Exotic Maine

Recently my wife and I had the pleasure of going as far as you can from California and still be in the lower 48 states. Maine is at the northeast corner of the country. It is our easternmost state and is the only one to border on one and only one other U S state. It was also a return to the 20th century. No internet access, and spotty I-phone usage, in both the places we were in. I’m sure there are business hotels in Portland, which has the reputation of being a nice town, that have both these services. But I was cursing myself for having left behind my Verizon Treo, which I would bring to such places as Iowa, Montana, and North Dakota. I could have used it in Maine.

Other things you can probably find in a decent business hotel in Portland are laundry services and elevators. The two places we stayed were “B & B & D’s,” which had neither.

In deference to the first place we stayed, it was in Kennebunkport, within sight of the Bush compound, where a family including two recent Presidents spends the summer. And they black out internet and cell phone service in the area for security reasons, we are told. The coastline is beautiful and rocky at that point, but we didn’t see anybody in the water. Cape Cod forces the Gulf Stream eastward; south of it the coastal ocean is warmer than in So Cal, but northward it is actually colder!

The other place where we went, the area of Port Clyde and Tennant Harbor, is even more beautiful, with many islands covered with evergreen trees. It reminds me of the Puget Sound area, except that the weather on the Maine coast is far more extreme, especially in the winter. We got the tail end of the East Coast heat wave; it may have gotten up to 80 on the peninsulas and hotter farther inland – sounds familiar again! Though East Coast weather is generally more extreme in all seasons because it sits downwind from the continent instead of upwind from it normally, because the Maine coast trends northeast – southwest the wind often blows parallel to the coast and picks up marine influence. So sometimes you can get California-style fog when the wind hits the cold water. Because Maine is usually downwind from Massachusetts and New Hampshire, it’s often called “Down East,” especially the parts closer to New Brunswick in Canada. I wished I had had a paddleboard, and though the water was uncomfortably cool it wouldn’t kill me if I had gotten briefly dunked.

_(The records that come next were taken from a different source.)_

use std::{sync::Arc, time::Duration};

use chrono::Utc;
use tokio::{
    sync::watch,
    task::JoinHandle,
    time::{interval_at, Instant},
};
use tracing::info;

use crate::{
    metrics::CACHE_SWEEPER_TICKS_TOTAL,
    services::riddle_cache::{RiddleCache, STALENESS_THRESHOLD, SWEEP_PERIOD},
};

/// Background worker evicting stale riddle cache entries on a fixed period.
/// The first sweep runs one period after start.
pub struct CacheSweeper {
    cache: Arc<RiddleCache>,
    period: Duration,
    threshold: Duration,
}

impl CacheSweeper {
    pub fn new(cache: Arc<RiddleCache>) -> Self {
        Self::with_schedule(cache, SWEEP_PERIOD, STALENESS_THRESHOLD)
    }

    pub fn with_schedule(cache: Arc<RiddleCache>, period: Duration, threshold: Duration) -> Self {
        Self {
            cache,
            period,
            threshold,
        }
    }

    /// Starts the sweep loop on its own task. It stops once `shutdown`
    /// carries `true` or its sender is dropped.
    pub fn spawn(self, shutdown: watch::Receiver<bool>) -> JoinHandle<()> {
        tokio::spawn(self.run(shutdown))
    }

    pub async fn run(self, mut shutdown: watch::Receiver<bool>) {
        info!(
            "Starting riddle cache sweeper (period {}s, threshold {}s)",
            self.period.as_secs(),
            self.threshold.as_secs()
        );

        let mut ticker = interval_at(Instant::now() + self.period, self.period);

        loop {
            tokio::select! {
                _ = ticker.tick() => {
                    self.sweep_once();
                }
                changed = shutdown.changed() => {
                    if changed.is_err() || *shutdown.borrow() {
                        break;
                    }
                }
            }
        }

        info!("Riddle cache sweeper stopped");
    }

    pub fn sweep_once(&self) -> usize {
        info!("Cleaning up riddles: {}", self.cache.len());
        let evicted = self.cache.sweep(Utc::now(), self.threshold);
        CACHE_SWEEPER_TICKS_TOTAL
            .with_label_values(&["success"])
            .inc();
        if evicted > 0 {
            info!(evicted, "Riddle cache sweep evicted stale entries");
        }
        evicted
    }
}

#[cfg(test)]
mod tests {
    use super::*;
    use crate::{models::Riddle, services::riddle_cache::SHARED_CACHE_KEY};
    use chrono::TimeDelta;
    use std::collections::HashSet;

    fn one_riddle() -> HashSet<Riddle> {
        HashSet::from([Riddle {
            id: "r1".to_string(),
            hints: vec!["a".to_string(), "b".to_string(), "c".to_string()],
            question: "Q".to_string(),
            answer: "A".to_string(),
        }])
    }

    #[test]
    fn test_sweep_once_uses_threshold() {
        let cache = Arc::new(RiddleCache::new());
        cache.put_at("stale", one_riddle(), Utc::now() - TimeDelta::minutes(16));
        cache.put_at("fresh", one_riddle(), Utc::now() - TimeDelta::minutes(10));

        let sweeper = CacheSweeper::new(Arc::clone(&cache));
        assert_eq!(sweeper.sweep_once(), 1);
        assert!(cache.get("fresh").is_some());
    }

    #[tokio::test(start_paused = true)]
    async fn test_first_sweep_waits_one_period() {
        let cache = Arc::new(RiddleCache::new());
        cache.put_at(
            SHARED_CACHE_KEY,
            one_riddle(),
            Utc::now() - TimeDelta::minutes(16),
        );

        let (tx, rx) = watch::channel(false);
        let handle = CacheSweeper::new(Arc::clone(&cache)).spawn(rx);

        tokio::time::sleep(Duration::from_secs(4 * 60)).await;
        assert!(cache.get(SHARED_CACHE_KEY).is_some());

        tokio::time::sleep(Duration::from_secs(2 * 60)).await;
        assert!(cache.get(SHARED_CACHE_KEY).is_none());

        tx.send(true).unwrap();
        handle.await.unwrap();
    }

    #[tokio::test(start_paused = true)]
    async fn test_stops_when_sender_dropped() {
        let cache = Arc::new(RiddleCache::new());
        let (tx, rx) = watch::channel(false);
        let handle = CacheSweeper::new(cache).spawn(rx);

        drop(tx);
        tokio::time::timeout(Duration::from_secs(1), handle)
            .await
            .expect("sweeper should stop")
            .unwrap();
    }
}
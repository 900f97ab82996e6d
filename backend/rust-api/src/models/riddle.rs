use std::collections::HashSet;

use serde::{Deserialize, Serialize};
use validator::Validate;

/// A generated riddle. Equality and hashing cover every field so a batch
/// collapses into a set by value.
#[derive(Debug, Clone, PartialEq, Eq, Hash, Serialize, Deserialize)]
pub struct Riddle {
    pub id: String,
    /// Three hints, from subtle to direct.
    pub hints: Vec<String>,
    pub question: String,
    pub answer: String,
}

#[derive(Debug, Serialize, Deserialize)]
pub struct RiddleResponse {
    pub riddles: HashSet<Riddle>,
}

impl RiddleResponse {
    pub fn empty() -> Self {
        Self {
            riddles: HashSet::new(),
        }
    }
}

/// Request to submit an answer for a riddle
#[derive(Debug, Deserialize, Validate)]
#[serde(rename_all = "camelCase")]
pub struct UserAnswerSubmissionRequest {
    #[serde(default)]
    pub user_id: String,

    #[serde(default)]
    pub riddle_id: String,

    #[validate(length(min = 1, message = "Answer must not be empty"))]
    pub answer: String,

    /// Seconds spent on the riddle
    pub time_spent: Option<i64>,
}

#[derive(Debug, Serialize, Deserialize)]
pub struct UserAnswerSubmissionResponse {
    pub correct: bool,
    pub feedback: String,
}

The Central Coast region isn’t crowded with mass tourism like the Bar Harbor area farther to the northeast, where we had been in 1992, but there are lots of summer people, like Justice John Roberts, and artists, like Jamie Wyeth, living in the area, enough that the lobster-gatherers, still very much part of the economy, live inland. (A familiar story indeed to the dory fishermen of Newport Beach, or anyone pursuing a trade like that in a scenic place!) Our friends whom we were visiting are full time residents, but they are rehabbing a “winter home” in nearby Thomaston, an attractive town full of white houses that were in the 19th century home to sea captains. (The bigger towns nearby are Rockland and Camden, with lots of art galleries and a few hip restaurants but still not as mobbed as Bar Harbor.) Reminded me how one of the functions of towns and cities, in the days before the Riviera, Florida, and Palm Springs, was as winter resorts for the rural aristocracy. A closely crowded city is a lot more comfortable place to be during a cold winter than a rural area. One reason why the urban “Social Season” often still starts in September.

An interesting fact about Maine is that its native French speaking percentage is actually a little higher than Louisiana – slightly over 5 per cent. While French speaking Canadians migrated in large numbers to much of New England in the late 19th and early 20th centuries, in the northern parts even outnumbering the Irish, the area where they still speak French is mostly inland and especially the large northern Aroostook County, famous for its potatoes. I never saw any signs in French in the parts where I was, nor heard French being spoken, but we stayed close to the coast on this trip.

I apologize for no pictures but I wasn’t’ very good about taking pictures on this trip.